1. Quando un racconto ci è utile e di effettivo valore?

CHI non prova piacere a udire o a leggere un buon racconto? Se il racconto è fatto con parole scelte abilmente ed espresse con piacevole significato, accresce il diletto che si prova allo svolgersi del racconto. Se è un racconto di vita vissuta, diviene realmente utile per noi, quando è narrato senza alterare le cose o senza alcuna esagerazione ma con “parole di verità” in modo corretto e imparziale. In tal modo si apprende la verità che sussiste e prevale e che avrà per noi effettivo valore.

2. Nell’usare che cosa prova diletto il narratore, e che cosa dovrebbe avvenire quando presentiamo un messaggio scritto che significa vita eterna per quelli che lo ricevono?

2 In quanto al narratore stesso, egli pure prova piacere a riferire l’accaduto con parole che gli fanno provare diletto nell’usarle. Siccome ama la verità e desidera edificare quelli che s’interessano al suo racconto, cerca di narrarlo coscienziosamente in modo corretto con “parole di verità”. Tali “parole di verità” sono per lui le cose corrette da dire. Poiché questo è ciò che avviene quando si fa un semplice racconto, quanto più dovrebbe avvenire allorché, per mezzo della scrittura, si riferisce un messaggio che significherà per quelli che lo riceveranno vita eterna!

3. Perché Salomone si può chiamare un tale sincero narratore?

3 Il più sapiente re dell’antichità, Salomone di Gerusalemme, fu un tale sincero narratore e messaggero. Avete mai letto le sue decine e decine di proverbi contenuti nel libro biblico di Proverbi? O il suo bel racconto d’amore narrato nel libro biblico del Cantico di Salomone? O la sua sapienza espressa nel libro biblico di Ecclesiaste, scritto per quelli che vogliono conoscere lo scopo della vita che nella maggioranza dei casi sembra così vana e deludente? Se avete letto questi libri biblici, potete apprezzare l’eccellente scelta di parole fatta da Salomone per esprimere idee eccellenti. Come sono belli o rispondenti a verità i suoi proverbi! Come son buoni i suoi consigli!

4. Nonostante fosse ispirato, che cosa dovette essere e fare Salomone, e dove fa riferimento a ciò?

4 È vero che fu ispirato dallo spirito di Dio quando scrisse la sua parte della Sacra Bibbia. E tuttavia dovette avere amore per la verità, dovette esercitare la propria mente, per esprimere la verità in modo attraente con parole dal significato corretto.

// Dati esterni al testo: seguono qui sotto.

//! Core data models for the ocean pipeline

use chrono::{DateTime, Utc};
use serde::{Deserialize, Serialize};
use std::fmt;
use std::str::FromStr;

/// Rectangular lon/lat box defining the scope of one analysis session
#[derive(Debug, Clone, Copy, PartialEq, Serialize, Deserialize)]
#[serde(from = "[f64; 4]", into = "[f64; 4]")]
pub struct BoundingBox {
    pub lon_min: f64,
    pub lon_max: f64,
    pub lat_min: f64,
    pub lat_max: f64,
}

impl BoundingBox {
    pub fn new(lon_min: f64, lon_max: f64, lat_min: f64, lat_max: f64) -> Self {
        Self {
            lon_min,
            lon_max,
            lat_min,
            lat_max,
        }
    }

    pub fn contains(&self, latitude: f64, longitude: f64) -> bool {
        (self.lat_min..=self.lat_max).contains(&latitude)
            && (self.lon_min..=self.lon_max).contains(&longitude)
    }
}

impl From<[f64; 4]> for BoundingBox {
    fn from(b: [f64; 4]) -> Self {
        Self::new(b[0], b[1], b[2], b[3])
    }
}

impl From<BoundingBox> for [f64; 4] {
    fn from(b: BoundingBox) -> Self {
        [b.lon_min, b.lon_max, b.lat_min, b.lat_max]
    }
}

/// Named coastal zone inside a region, used by downstream advisory layers
#[derive(Debug, Clone, PartialEq, Serialize, Deserialize)]
pub struct FishingZone {
    pub lat: [f64; 2],
    pub lon: [f64; 2],
}

/// Static description of one analysable region
#[derive(Debug, Clone, PartialEq, Serialize, Deserialize)]
pub struct RegionSpec {
    #[serde(default)]
    pub key: String,
    pub name: String,
    pub bounds: BoundingBox,
    #[serde(default)]
    pub fishing_zones: std::collections::BTreeMap<String, FishingZone>,
}

/// One cleaned sensor reading
#[derive(Debug, Clone, PartialEq, Serialize, Deserialize)]
pub struct ObservationRecord {
    pub float_id: String,
    pub cycle_number: i64,
    pub date: DateTime<Utc>,
    pub latitude: f64,
    pub longitude: f64,
    pub depth: f64,
    pub temperature: f64,
    pub salinity: f64,
    pub month: u32,
    pub year: i32,
    pub profile_id: String,
}

impl ObservationRecord {
    pub fn profile_id_for(float_id: &str, cycle_number: i64) -> String {
        format!("{}_{}", float_id, cycle_number)
    }

    pub fn target(&self, parameter: TargetParameter) -> f64 {
        match parameter {
            TargetParameter::Temperature => self.temperature,
            TargetParameter::Salinity => self.salinity,
        }
    }
}

/// Ordered, immutable collection of cleaned observations for one region
#[derive(Debug, Clone, Default, PartialEq, Serialize, Deserialize)]
#[serde(transparent)]
pub struct CleanedDataset {
    records: Vec<ObservationRecord>,
}

impl CleanedDataset {
    pub fn new(records: Vec<ObservationRecord>) -> Self {
        Self { records }
    }

    pub fn records(&self) -> &[ObservationRecord] {
        &self.records
    }

    pub fn len(&self) -> usize {
        self.records.len()
    }

    pub fn is_empty(&self) -> bool {
        self.records.is_empty()
    }

    /// Earliest and latest observation timestamps
    pub fn date_range(&self) -> Option<(DateTime<Utc>, DateTime<Utc>)> {
        let start = self.records.iter().map(|r| r.date).min()?;
        let end = self.records.iter().map(|r| r.date).max()?;
        Some((start, end))
    }
}

/// Parameters the predictor learns
#[derive(Debug, Clone, Copy, PartialEq, Eq, PartialOrd, Ord, Hash, Serialize, Deserialize)]
#[serde(rename_all = "lowercase")]
pub enum TargetParameter {
    Temperature,
    Salinity,
}

impl TargetParameter {
    pub const ALL: [TargetParameter; 2] = [TargetParameter::Temperature, TargetParameter::Salinity];

    pub fn as_str(&self) -> &'static str {
        match self {
            TargetParameter::Temperature => "temperature",
            TargetParameter::Salinity => "salinity",
        }
    }
}

impl fmt::Display for TargetParameter {
    fn fmt(&self, f: &mut fmt::Formatter<'_>) -> fmt::Result {
        f.write_str(self.as_str())
    }
}

impl FromStr for TargetParameter {
    type Err = String;

    fn from_str(s: &str) -> Result<Self, Self::Err> {
        match s.to_ascii_lowercase().as_str() {
            "temperature" | "temp" => Ok(TargetParameter::Temperature),
            "salinity" | "psal" => Ok(TargetParameter::Salinity),
            other => Err(format!("unknown parameter '{}'", other)),
        }
    }
}

/// Fixed 7-dimensional encoding of a query point
#[derive(Debug, Clone, Copy, PartialEq, Serialize, Deserialize)]
pub struct FeatureVector {
    pub lat_sin: f64,
    pub lat_cos: f64,
    pub lon_sin: f64,
    pub lon_cos: f64,
    pub depth_log: f64,
    pub month_sin: f64,
    pub month_cos: f64,
}

impl FeatureVector {
    pub const LEN: usize = 7;

    pub const NAMES: [&'static str; FeatureVector::LEN] = [
        "lat_sin",
        "lat_cos",
        "lon_sin",
        "lon_cos",
        "depth_log",
        "month_sin",
        "month_cos",
    ];

    pub fn to_array(&self) -> [f64; FeatureVector::LEN] {
        [
            self.lat_sin,
            self.lat_cos,
            self.lon_sin,
            self.lon_cos,
            self.depth_log,
            self.month_sin,
            self.month_cos,
        ]
    }

    pub fn is_finite(&self) -> bool {
        self.to_array().iter().all(|v| v.is_finite())
    }
}

/// Held-out evaluation of one trained model
#[derive(Debug, Clone, PartialEq, Serialize, Deserialize)]
pub struct ModelMetrics {
    pub mae: f64,
    pub r2: f64,
    pub model_type: String,
}
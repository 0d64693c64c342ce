//! Per-feature standardisation fitted on the training set

use crate::models::FeatureVector;
use serde::{Deserialize, Serialize};

const N: usize = FeatureVector::LEN;

/// Zero-mean, unit-variance scaler (population standard deviation)
#[derive(Debug, Clone, PartialEq, Serialize, Deserialize)]
pub struct FeatureScaler {
    mean: [f64; N],
    scale: [f64; N],
}

impl FeatureScaler {
    /// Fit on the given rows. Constant columns get a scale of 1.
    pub fn fit(rows: &[[f64; N]]) -> Self {
        let mut mean = [0.0; N];
        let mut scale = [1.0; N];
        if rows.is_empty() {
            return Self { mean, scale };
        }

        let n = rows.len() as f64;
        for row in rows {
            for (m, v) in mean.iter_mut().zip(row) {
                *m += v;
            }
        }
        mean.iter_mut().for_each(|m| *m /= n);

        for j in 0..N {
            let var = rows.iter().map(|r| (r[j] - mean[j]).powi(2)).sum::<f64>() / n;
            let std = var.sqrt();
            scale[j] = if std > f64::EPSILON { std } else { 1.0 };
        }

        Self { mean, scale }
    }

    pub fn transform(&self, row: &[f64; N]) -> [f64; N] {
        let mut out = [0.0; N];
        for j in 0..N {
            out[j] = (row[j] - self.mean[j]) / self.scale[j];
        }
        out
    }

    pub fn transform_all(&self, rows: &[[f64; N]]) -> Vec<[f64; N]> {
        rows.iter().map(|r| self.transform(r)).collect()
    }
}

#[cfg(test)]
mod tests {
    use super::*;

    #[test]
    fn test_standardises_columns() {
        let rows: Vec<[f64; N]> = (0..10)
            .map(|i| {
                let x = i as f64;
                [x, 2.0 * x + 1.0, -x, 5.0, x * x, 0.5, 1.0]
            })
            .collect();
        let scaler = FeatureScaler::fit(&rows);
        let scaled = scaler.transform_all(&rows);

        for j in 0..N {
            let mean: f64 = scaled.iter().map(|r| r[j]).sum::<f64>() / scaled.len() as f64;
            assert!(mean.abs() < 1e-9, "column {} mean {}", j, mean);
        }
        let var0: f64 = scaled.iter().map(|r| r[0].powi(2)).sum::<f64>() / scaled.len() as f64;
        assert!((var0 - 1.0).abs() < 1e-9);
    }

    #[test]
    fn test_constant_column_maps_to_zero() {
        let rows = vec![[3.0; N], [3.0; N]];
        let scaler = FeatureScaler::fit(&rows);
        assert_eq!(scaler.transform(&[3.0; N]), [0.0; N]);
    }

    #[test]
    fn test_empty_fit_is_identity() {
        let scaler = FeatureScaler::fit(&[]);
        let row = [1.0, 2.0, 3.0, 4.0, 5.0, 6.0, 7.0];
        assert_eq!(scaler.transform(&row), row);
    }
}
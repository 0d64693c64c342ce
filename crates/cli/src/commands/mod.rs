//! CLI subcommands

pub mod cache;
pub mod models;
pub mod predict;
pub mod region;

use crate::output::{print_info, OutputFormat};
use anyhow::{anyhow, Result};
use ocean_lib::{PipelineRegistry, RegionPipeline, RegionSpec};
use std::sync::Arc;
use tokio::sync::Mutex;

/// State shared by every subcommand
pub struct CommandContext {
    pub registry: PipelineRegistry,
    pub region: String,
    pub format: OutputFormat,
}

impl CommandContext {
    /// The selected region, rejected early when it is not configured
    pub fn require_region(&self) -> Result<&RegionSpec> {
        self.registry.settings().region(&self.region).ok_or_else(|| {
            anyhow!(
                "Unknown region '{}' (known regions: {})",
                self.region,
                self.known_regions()
            )
        })
    }

    pub fn pipeline(&self) -> Result<Arc<Mutex<RegionPipeline>>> {
        self.require_region()?;
        Ok(self.registry.get_or_create(&self.region)?)
    }

    fn known_regions(&self) -> String {
        self.registry
            .settings()
            .regions
            .keys()
            .cloned()
            .collect::<Vec<_>>()
            .join(", ")
    }

    /// Ensure models are loaded, running the full pipeline when nothing
    /// usable is stored yet
    pub async fn ready_pipeline(&self) -> Result<Arc<Mutex<RegionPipeline>>> {
        let pipeline = self.pipeline()?;
        {
            let mut guard = pipeline.lock().await;
            guard.load_models();
            if !guard.is_ready() {
                print_info(&format!("No stored models for {}, running pipeline", self.region));
                guard.run().await?;
            }
        }
        Ok(pipeline)
    }
}
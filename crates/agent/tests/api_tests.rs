//! Integration tests for the agent API endpoints

use axum::{
    body::Body,
    extract::State,
    http::{Request, StatusCode},
    response::IntoResponse,
    routing::get,
    Json, Router,
};
use ocean_lib::{
    health::{components, ComponentStatus, HealthRegistry},
    observability::PipelineMetrics,
    pipeline::{DataSource, ModelSource, PipelineReport},
    PipelineError,
};
use prometheus::{Encoder, TextEncoder};
use std::collections::BTreeMap;
use std::sync::Arc;
use tower::ServiceExt;

#[derive(Clone)]
pub struct AppState {
    pub health_registry: HealthRegistry,
    pub metrics: PipelineMetrics,
}

async fn healthz(State(state): State<Arc<AppState>>) -> impl IntoResponse {
    let health = state.health_registry.health().await;
    let status_code = match health.status {
        ComponentStatus::Healthy | ComponentStatus::Degraded => StatusCode::OK,
        ComponentStatus::Unhealthy => StatusCode::SERVICE_UNAVAILABLE,
    };
    (status_code, Json(health))
}

async fn readyz(State(state): State<Arc<AppState>>) -> impl IntoResponse {
    let readiness = state.health_registry.readiness().await;
    let status_code = if readiness.ready {
        StatusCode::OK
    } else {
        StatusCode::SERVICE_UNAVAILABLE
    };
    (status_code, Json(readiness))
}

async fn metrics() -> impl IntoResponse {
    let encoder = TextEncoder::new();
    let metric_families = prometheus::gather();
    let mut buffer = Vec::new();
    encoder.encode(&metric_families, &mut buffer).unwrap();
    (
        StatusCode::OK,
        [("content-type", "text/plain; charset=utf-8")],
        buffer,
    )
}

fn create_test_router(state: Arc<AppState>) -> Router {
    Router::new()
        .route("/healthz", get(healthz))
        .route("/readyz", get(readyz))
        .route("/metrics", get(metrics))
        .with_state(state)
}

async fn setup_test_app() -> (Router, Arc<AppState>) {
    let health_registry = HealthRegistry::new();
    health_registry.register_pipeline().await;

    let state = Arc::new(AppState {
        health_registry,
        metrics: PipelineMetrics::new(),
    });
    let router = create_test_router(state.clone());

    (router, state)
}

fn report(source: DataSource, models_ready: bool) -> PipelineReport {
    PipelineReport {
        region_key: "arabian_sea".to_string(),
        source,
        records: 420,
        summary: None,
        metrics: BTreeMap::new(),
        models: if models_ready {
            ModelSource::Trained
        } else {
            ModelSource::Unavailable
        },
        models_ready,
    }
}

async fn get_json(app: Router, uri: &str) -> (StatusCode, serde_json::Value) {
    let response = app
        .oneshot(Request::builder().uri(uri).body(Body::empty()).unwrap())
        .await
        .unwrap();
    let status = response.status();
    let body = axum::body::to_bytes(response.into_body(), usize::MAX)
        .await
        .unwrap();
    (status, serde_json::from_slice(&body).unwrap())
}

#[tokio::test]
async fn test_healthz_returns_ok_when_healthy() {
    let (app, _state) = setup_test_app().await;

    let (status, health) = get_json(app, "/healthz").await;
    assert_eq!(status, StatusCode::OK);
    assert_eq!(health["status"], "healthy");
}

#[tokio::test]
async fn test_healthz_ok_when_only_synthetic_data() {
    let (app, state) = setup_test_app().await;
    state
        .health_registry
        .record_run("arabian_sea", &Ok(report(DataSource::Synthetic, true)))
        .await;

    let (status, health) = get_json(app, "/healthz").await;
    assert_eq!(status, StatusCode::OK);
    assert_eq!(health["status"], "degraded");
    assert_eq!(health["components"]["fetcher"]["status"], "degraded");
    assert_eq!(health["components"]["predictor"]["status"], "healthy");
}

#[tokio::test]
async fn test_healthz_returns_503_when_run_failed() {
    let (app, state) = setup_test_app().await;
    state
        .health_registry
        .record_run(
            "bay_of_bengal",
            &Err(PipelineError::NoUsableData("bay_of_bengal".to_string())),
        )
        .await;

    let (status, health) = get_json(app, "/healthz").await;
    assert_eq!(status, StatusCode::SERVICE_UNAVAILABLE);
    assert_eq!(health["status"], "unhealthy");
}

#[tokio::test]
async fn test_readyz_returns_503_before_warm_up() {
    let (app, _state) = setup_test_app().await;

    let (status, readiness) = get_json(app, "/readyz").await;
    assert_eq!(status, StatusCode::SERVICE_UNAVAILABLE);
    assert_eq!(readiness["ready"], false);
}

#[tokio::test]
async fn test_readyz_returns_ok_after_warm_up_without_model() {
    let (app, state) = setup_test_app().await;
    state
        .health_registry
        .record_run("arabian_sea", &Ok(report(DataSource::Upstream, false)))
        .await;
    state.health_registry.set_ready(true).await;

    let (status, readiness) = get_json(app, "/readyz").await;
    assert_eq!(status, StatusCode::OK);
    assert_eq!(readiness["ready"], true);
}

#[tokio::test]
async fn test_metrics_endpoint_returns_prometheus_format() {
    let (app, state) = setup_test_app().await;
    state.metrics.inc_cache_hit();
    state.metrics.observe_fetch_latency(0.25);

    let response = app
        .oneshot(Request::builder().uri("/metrics").body(Body::empty()).unwrap())
        .await
        .unwrap();

    assert_eq!(response.status(), StatusCode::OK);
    let content_type = response.headers().get("content-type").unwrap();
    assert!(content_type.to_str().unwrap().contains("text/plain"));

    let body = axum::body::to_bytes(response.into_body(), usize::MAX)
        .await
        .unwrap();
    let metrics_text = String::from_utf8(body.to_vec()).unwrap();

    assert!(metrics_text.contains("ocean_cache_hits_total"));
    assert!(metrics_text.contains("ocean_fetch_latency_seconds_bucket"));
    assert!(metrics_text.contains("ocean_fetch_latency_seconds_count"));
}

#[tokio::test]
async fn test_healthz_includes_component_details() {
    let (app, _state) = setup_test_app().await;

    let (_, health) = get_json(app, "/healthz").await;
    for name in components::ALL {
        assert!(health["components"][name].is_object(), "missing {}", name);
    }
}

Le parole non gli vennero automaticamente, da sé. Dovette cercar di trovare le parole di verità da dire o scrivere e dovette anche cercare il linguaggio appropriato col quale dirle. Egli scrive in merito allo sforzo personale richiesto da parte sua verso la fine del suo ispirato libro di Ecclesiaste. Riferendosi a se stesso, dice: “Il congregatore cercò di trovare parole dilettevoli e la scrittura di corrette parole di verità”. — Eccl. 12:10, NW.

5. (a) Come si chiamò Salomone, e quale responsabilità gli diede ciò? (b) In che modo ci fu d’esempio?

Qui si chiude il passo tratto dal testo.